SRT Director of Mitigation and Land Management Ben Munger has a fairly rare job around these parts. His work is mainly related to cattle grazing on all protected SRT lands either in the Carrizo Plain or closer to home here in Tulare County.
With the 2022 departure of SRT Stewardship Director Jeff Powers, who relocated to Northern California, Ben will wear a new hat, becoming additionally responsible for all operations on SRT preserves. This new role started in January, 2023.
In addition to helping SRT Land Steward Jonathan Vaughn accomplish his day to day work, at the SRT Director level Ben also plans for the future while still managing our Mitigation work, which includes biological surveys, monitoring, and special projects. "The acreage that I will be responsible for will not change, but it will include everything on our Fee Title lands - from visitor use to planning for wildfire," Ben told Currents.
"The challenge we face now is getting the work done we need to do while also focusing on larger goals, like increasing the amount of acreage we have under management. We are focused on opportunities with SGMA, but also vigilantly maintaining our existing relationships in the business of conservation, where we have carved out a solid foundation in the "Heartland of California", and also in areas like the Carrizo Plain.
Ben's interest in land management began early.
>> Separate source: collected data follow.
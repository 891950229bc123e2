use super::error::ConfigError;
use serde::Deserialize;
use std::collections::HashMap;
use std::path::{Path, PathBuf};

#[derive(Debug, Clone, PartialEq, Eq)]
pub struct ServerConfig {
    pub name: String,
    pub transport: ServerTransport,
}

/// How to reach a tool server.
#[derive(Debug, Clone, PartialEq, Eq)]
pub enum ServerTransport {
    /// Child process speaking newline-delimited JSON-RPC over stdin/stdout.
    Stdio {
        command: PathBuf,
        args: Vec<String>,
        env: HashMap<String, String>,
        workdir: Option<PathBuf>,
    },
    /// WebSocket endpoint carrying one JSON-RPC message per text frame.
    WebSocket { url: String },
}

impl ServerConfig {
    pub fn stdio(name: impl Into<String>, command: impl Into<PathBuf>, args: Vec<String>) -> Self {
        Self {
            name: name.into(),
            transport: ServerTransport::Stdio {
                command: command.into(),
                args,
                env: HashMap::new(),
                workdir: None,
            },
        }
    }

    pub fn websocket(name: impl Into<String>, url: impl Into<String>) -> Self {
        Self {
            name: name.into(),
            transport: ServerTransport::WebSocket { url: url.into() },
        }
    }

    /// Builds a stdio server from a bare script path, picking the interpreter
    /// from the extension: `python` for `.py`, `node` for `.js`.
    pub fn from_script(path: impl AsRef<Path>) -> Result<Self, ConfigError> {
        let path = path.as_ref();
        let interpreter = match path.extension().and_then(|ext| ext.to_str()) {
            Some("py") => "python",
            Some("js") => "node",
            _ => {
                return Err(ConfigError::UnsupportedScript {
                    path: path.to_path_buf(),
                });
            }
        };
        let name = path
            .file_stem()
            .and_then(|stem| stem.to_str())
            .unwrap_or("server")
            .to_string();
        let script = expand(&path.to_string_lossy());
        Ok(Self::stdio(name, interpreter, vec![script]))
    }
}

#[derive(Debug, Clone, Deserialize)]
pub(crate) struct RawServer {
    name: String,
    #[serde(default)]
    command: Option<String>,
    #[serde(default)]
    url: Option<String>,
    #[serde(default)]
    args: Vec<String>,
    #[serde(default)]
    env: HashMap<String, String>,
    workdir: Option<String>,
}

fn expand(value: &str) -> String {
    shellexpand::full(value)
        .map(|cow| cow.into_owned())
        .unwrap_or_else(|_| value.to_string())
}

impl TryFrom<RawServer> for ServerConfig {
    type Error = ConfigError;

    fn try_from(raw: RawServer) -> Result<Self, Self::Error> {
        let transport = match (raw.command, raw.url) {
            (Some(command), None) => ServerTransport::Stdio {
                command: PathBuf::from(expand(&command)),
                args: raw.args.iter().map(|arg| expand(arg)).collect(),
                env: raw.env,
                workdir: raw.workdir.map(|dir| PathBuf::from(expand(&dir))),
            },
            (None, Some(url)) => {
                let url = expand(&url);
                if !(url.starts_with("ws://") || url.starts_with("wss://")) {
                    return Err(ConfigError::InvalidServer {
                        server: raw.name,
                        reason: format!("url '{url}' must use ws:// or wss://"),
                    });
                }
                ServerTransport::WebSocket { url }
            }
            (Some(_), Some(_)) => {
                return Err(ConfigError::InvalidServer {
                    server: raw.name,
                    reason: "set either 'command' or 'url', not both".to_string(),
                });
            }
            (None, None) => {
                return Err(ConfigError::InvalidServer {
                    server: raw.name,
                    reason: "one of 'command' or 'url' is required".to_string(),
                });
            }
        };

        Ok(Self {
            name: raw.name,
            transport,
        })
    }
}
//! Base HTTP client with shared logic

use crate::infrastructure::model::types::ModelError;
use reqwest::{Client, RequestBuilder};
use serde::Serialize;
use serde::de::DeserializeOwned;
use serde_json::Value;
use std::time::Duration;

const MAX_ERROR_BODY: usize = 300;

/// Base HTTP client with shared functionality
#[derive(Clone)]
pub struct HttpClientBase {
    pub id: String,
    pub endpoint: String,
    pub api_key: Option<String>,
    pub http: Client,
}

impl HttpClientBase {
    /// Every request made through this client is bounded by `timeout`.
    pub fn new(
        id: String,
        endpoint: String,
        api_key: Option<String>,
        timeout: Duration,
    ) -> Result<Self, ModelError> {
        let http = Client::builder()
            .timeout(timeout)
            .build()
            .map_err(|e| ModelError::network(&id, e))?;
        Ok(Self {
            id,
            endpoint,
            api_key,
            http,
        })
    }

    /// Build URL from endpoint and path
    pub fn build_url(&self, path: &str) -> String {
        let base = self.endpoint.trim_end_matches('/');
        let path = path.trim_start_matches('/');
        format!("{base}/{path}")
    }

    /// Post JSON with bearer auth
    pub async fn post_with_bearer<Req, Res>(&self, url: &str, body: &Req) -> Result<Res, ModelError>
    where
        Req: Serialize,
        Res: DeserializeOwned,
    {
        let api_key = self.require_api_key()?;
        let request = self
            .http
            .post(url)
            .header("Authorization", format!("Bearer {api_key}"))
            .json(body);
        self.send(request).await
    }

    /// Post JSON with query param auth (for Gemini)
    pub async fn post_with_query_key<Req, Res>(
        &self,
        url: &str,
        body: &Req,
    ) -> Result<Res, ModelError>
    where
        Req: Serialize,
        Res: DeserializeOwned,
    {
        let api_key = self.require_api_key()?;
        let request = self.http.post(url).query(&[("key", api_key)]).json(body);
        self.send(request).await
    }

    /// Post JSON without auth (for local services like Ollama)
    pub async fn post_no_auth<Req, Res>(&self, url: &str, body: &Req) -> Result<Res, ModelError>
    where
        Req: Serialize,
        Res: DeserializeOwned,
    {
        self.send(self.http.post(url).json(body)).await
    }

    async fn send<Res: DeserializeOwned>(&self, request: RequestBuilder) -> Result<Res, ModelError> {
        let response = request
            .send()
            .await
            .map_err(|e| ModelError::network(&self.id, e))?;

        let status = response.status();
        if !status.is_success() {
            let body = response.text().await.unwrap_or_default();
            return Err(ModelError::status(
                &self.id,
                status.as_u16(),
                error_message(&body),
            ));
        }

        response
            .json()
            .await
            .map_err(|e| ModelError::invalid_response(&self.id, e.to_string()))
    }

    fn require_api_key(&self) -> Result<&str, ModelError> {
        self.api_key
            .as_deref()
            .filter(|k| !k.trim().is_empty())
            .ok_or_else(|| ModelError::missing_api_key(&self.id))
    }
}

/// Pulls `error.message` (Gemini, OpenAI) or `error` (Ollama) out of an
/// error body, falling back to the truncated raw text.
fn error_message(body: &str) -> String {
    if let Ok(value) = serde_json::from_str::<Value>(body) {
        let message = value
            .pointer("/error/message")
            .or_else(|| value.get("error"))
            .and_then(Value::as_str);
        if let Some(message) = message {
            return message.to_string();
        }
    }
    body.trim().chars().take(MAX_ERROR_BODY).collect()
}

#[cfg(test)]
mod tests {
    use super::*;

    #[test]
    fn extracts_nested_and_flat_error_messages() {
        assert_eq!(
            error_message(r#"{"error":{"code":400,"message":"API key not valid"}}"#),
            "API key not valid"
        );
        assert_eq!(
            error_message(r#"{"error":"model 'llama9' not found"}"#),
            "model 'llama9' not found"
        );
        assert_eq!(error_message("  Bad Gateway \n"), "Bad Gateway");
    }

    #[test]
    fn joins_endpoint_and_path() {
        let client = HttpClientBase::new(
            "local".into(),
            "http://localhost:11434/".into(),
            None,
            Duration::from_secs(1),
        )
        .unwrap();
        assert_eq!(client.build_url("/api/chat"), "http://localhost:11434/api/chat");
        assert!(matches!(
            client.require_api_key(),
            Err(ModelError::MissingApiKey { .. })
        ));
    }
}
He grew up on private land within the Los Padres National Forest in between Cuyama and Santa Barbara. "I never thought I would work for the Forest Service, but I did work seasonally all over the West including in Alaska starting in 1980. I was influenced by the writings of Aldo Leopold in the Sand County Almanac and by Wilderness and Multiple Use, which may sound contradictory to some people," he said.
In his young adult years Ben found permanent employment with the Forest Service in Dillon, Montana where he was exposed to rangeland management for some huge ranches in the surrounding areas with cattle and sheep leases on public lands. "Part of my interest in Conservation comes from that initial exposure to different values and views that I was confronted with in the Forest Service in the 1990's, regarding timber sales, fire, rangelands, and archeology, which was my expertise," Ben said.
"The Southern Sierra has a familiar landscape to me with a combination of oak woodlands and conifers, with an economy much like all of the communities I have lived in all over the West. Generally the region is based on resource use like farming, logging, and ranching, but in Central California our land values have not skyrocketed to bring the ultra rich with mammoth vacation homes.
Ben says that part of the affordability of living in the area creates a unique work environment at Sequoia Riverlands Trust. "We are working people just like the community we try to support," he points out.